ATTENTION SPOILERS PARTOUT

mercredi 22 décembre 2010

Solaris n° 107

Trois nouvelles sur le Temps

Le Huitième registre d'Alain Bergeron. À Mont-Boréal se tient un synode œcuménique sur le monochronisme historique. Les deux vedettes, Jean de Thébaïde et Adam de Cantorbéry, viennent défendre des thèses contradictoires. Jean de Thébaïde est un formidable orateur qui range les sceptiques derrière lu : oui, affirme-t-il, l'histoire est monochronique; des causes on peut déduire les effets et ainsi tout est prévisible, tout est écrit, rien ne peut dévier si on calcule bien les prémisses.
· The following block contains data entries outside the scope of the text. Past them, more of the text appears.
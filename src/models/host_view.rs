use crate::models::HostRecord;

#[derive(Clone, Debug)]
pub struct AccountRow {
    pub username: String,
    pub password: String,
}

/// Flattened host used by the page templates. The admin secret is never exposed.
#[derive(Clone, Debug)]
pub struct HostView {
    pub address: String,
    pub root_username: String,
    pub accounts: Vec<AccountRow>,
    pub account_count: usize,
}

impl HostView {
    pub fn from_record(address: &str, rec: &HostRecord) -> Self {
        let accounts: Vec<AccountRow> = rec
            .accounts
            .iter()
            .map(|a| AccountRow {
                username: a.username.clone(),
                password: a.password.clone(),
            })
            .collect();
        HostView {
            address: address.to_string(),
            root_username: rec.root_username.clone(),
            account_count: accounts.len(),
            accounts,
        }
    }
}
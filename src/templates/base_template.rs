/// Properties every page shares through `base.html`.
pub trait BaseTemplate {
    fn flash_messages(&self) -> &Vec<String>;
    fn has_flash_messages(&self) -> bool;
    fn version(&self) -> &str;
}

/// Implement BaseTemplate for a struct with the standard fields
#[macro_export]
macro_rules! impl_base_template {
    ($struct_name:ty) => {
        impl $crate::templates::BaseTemplate for $struct_name {
            fn flash_messages(&self) -> &Vec<String> {
                &self.flash_messages
            }
            fn has_flash_messages(&self) -> bool {
                self.has_flash_messages
            }
            fn version(&self) -> &str {
                self.version
            }
        }
    };
}

/// Standard fields, filled once per request.
#[derive(Clone, Debug, Default)]
pub struct PageGlobals {
    pub flash_messages: Vec<String>,
    pub has_flash_messages: bool,
    pub version: &'static str,
}

impl PageGlobals {
    pub fn new(flash: Option<String>) -> Self {
        let flash_messages: Vec<String> = flash.into_iter().filter(|m| !m.trim().is_empty()).collect();
        PageGlobals {
            has_flash_messages: !flash_messages.is_empty(),
            flash_messages,
            version: env!("CARGO_PKG_VERSION"),
        }
    }
}
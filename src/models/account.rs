use serde::{Deserialize, Serialize};

/// One OS user believed to exist on a registered host.
///
/// "Believed" matters: accounts are recorded from the intended set of a batch,
/// not from a confirmation parsed out of the remote transcript.
#[derive(Clone, Debug, PartialEq, Eq, Serialize, Deserialize)]
pub struct Account {
    pub username: String,
    pub password: String,
}

impl Account {
    pub fn new(username: impl Into<String>, password: impl Into<String>) -> Self {
        Account {
            username: username.into(),
            password: password.into(),
        }
    }
}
Adam de Cantorbéry est un homme nerveux, à la limite un renégat, qui prêche justement le contraire; l'histoire est tellement complexe que rien n'est prévisible, elle est polychronique dans la mesure où tout peut se produire, rien n'est fixé d'avance, une forte probabilité n'est pas gage de certitude. Mais Adam ne montre pas le nouvel orgue à traitement de signes dont il se sert pour ses calculs, aussi ses arguments, plus difficiles d'accès, ne convainquent personne et il est défait. L'histoire est racontée par André Antonikas, jeune sémiologue... Et l'auteur y mêle une histoire d'amour un peu tragique. Quelle belle nouvelle au ton un rien déclamatoire, qui se situe dans un univers uchronique où l'empire byzantin domine le monde après avoir découvert l'Amérique. Tout est juste : le ton, la psychologie des personnages, les nouvelles modalités d'existence suite aux dérives sociologique et historique. Absolument brillant. Quel régal que cet exotisme byzantin. Une réussite à tout point de vue.
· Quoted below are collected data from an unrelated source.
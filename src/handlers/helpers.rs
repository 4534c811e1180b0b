use std::collections::HashMap;

use axum::extract::Multipart;
use axum::http::StatusCode;
use axum::response::{Html, IntoResponse, Redirect, Response};
use serde::Deserialize;

use crate::error::AppError;
use crate::models::AppState;
use crate::provision::batch::BatchReport;
use crate::templates::{BaseTemplate, LogTemplate, PageGlobals};

/// `?msg=` carried by redirects back to the index.
#[derive(Deserialize, Debug, Default)]
pub struct FlashQuery {
    pub msg: Option<String>,
}

impl FlashQuery {
    pub fn globals(self) -> PageGlobals {
        PageGlobals::new(self.msg)
    }
}

pub fn render_template<T: askama::Template + BaseTemplate>(t: T) -> Response {
    match t.render() {
        Ok(body) => Html(body).into_response(),
        Err(e) => {
            tracing::error!(%e, flash = t.has_flash_messages(), "Template render error");
            (StatusCode::INTERNAL_SERVER_ERROR, "Internal Server Error").into_response()
        }
    }
}

pub fn redirect_with_msg(path: &str, msg: &str) -> Redirect {
    Redirect::to(&format!("{}?msg={}", path, urlencoding::encode(msg)))
}

pub fn host_addresses(state: &AppState) -> Vec<String> {
    state.registry.snapshot().into_keys().collect()
}

/// A multipart upload: the text fields and the one file.
#[derive(Debug, Default)]
pub struct UploadForm {
    pub fields: HashMap<String, String>,
    pub file_name: String,
    pub bytes: Vec<u8>,
}

impl UploadForm {
    pub fn field(&self, name: &str) -> Option<&str> {
        self.fields.get(name).map(|v| v.trim()).filter(|v| !v.is_empty())
    }
}

pub async fn read_upload(mut multipart: Multipart) -> Result<UploadForm, AppError> {
    let mut form = UploadForm::default();
    let mut saw_file = false;
    while let Some(field) = multipart
        .next_field()
        .await
        .map_err(|e| AppError::Upload(e.to_string()))?
    {
        let name = field.name().unwrap_or("").to_string();
        if let Some(file_name) = field.file_name() {
            form.file_name = file_name.to_string();
            form.bytes = field.bytes().await.map_err(|e| AppError::Upload(e.to_string()))?.to_vec();
            saw_file = true;
        } else {
            let value = field.text().await.map_err(|e| AppError::Upload(e.to_string()))?;
            form.fields.insert(name, value);
        }
    }
    if !saw_file {
        return Err(AppError::Upload("no file was uploaded".to_string()));
    }
    Ok(form)
}

/// Render a batch narrative. A registry that could not be saved turns the
/// page into a 500 so the failure is not mistaken for success.
pub fn render_report(report: BatchReport) -> Response {
    let status = if report.persist_error.is_some() {
        StatusCode::INTERNAL_SERVER_ERROR
    } else {
        StatusCode::OK
    };
    let globals = PageGlobals::new(None);
    let page = LogTemplate {
        flash_messages: globals.flash_messages,
        has_flash_messages: globals.has_flash_messages,
        version: globals.version,
        title: report.kind.title().to_string(),
        address: report.address.clone(),
        failed: report.remote.is_failure() || report.persist_error.is_some(),
        log: report.log,
    };
    let response = render_template(page);
    if response.status() == StatusCode::OK {
        (status, response).into_response()
    } else {
        response
    }
}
La Merveilleuse machine de Johann Havel d'Yves Meynard. Pieter Havel est secouru par une jeune bourgeoise alors qu'il tente d'échapper à des poursuivants. Il en tombe amoureux, elle s'appelle Anna et elle est promise contre son gré au fils du Dynaste de la Neuerlande. Apprenant cela, il quitte la maison où il a été recueilli pour retourner chez son père adoptif, Johann. Celui-ci a créé une machine temporelle dans laquelle il fait monter Pieter, le lançant dans le passé; Pieter fait alors la connaissance d'Anna, l'enlève quasiment de chez elle et lui fait un enfant. Anna meurt, l'enfant survit, Pieter vieillissant l'adoptera en se faisant appeler Johann. Mais le temps est une rivière au lit creusé où, malgré ses possibles débordements, elle revient toujours se nicher. Par une série de retours temporels, le lecteur apprend que le domestique d'Anna, le père de Pieter, Pieter lui-même ne sont que des incarnations diverses de Pieter dans le passé. Heureusement le fils du Dynaste n'est pas une de ces incarnations, c'eût été la goutte qui aurait fait déborder le vase temporel... Par-delà l'anecdote intéressante, mais dont la mise en scène hautement répétitive (that's the nature of this here beast) finit par devenir longuette, il faut absolument admirer la précision horlogère de l'architecture du texte. Ce genre de nouvelle repose sur une géométrie sans faute et une articulation idoine pour atteindre un effet maximal. Meynard y arrive avec élégance et sans faux pas; le dépaysement qu'il nous offre dans cette simili-Hollande moyenâgeuse est envoûtant, les personnages qu'il a créés sont vivants et naturels. Une jolie réussite dans un genre où pratiquement tout a été déjà fait.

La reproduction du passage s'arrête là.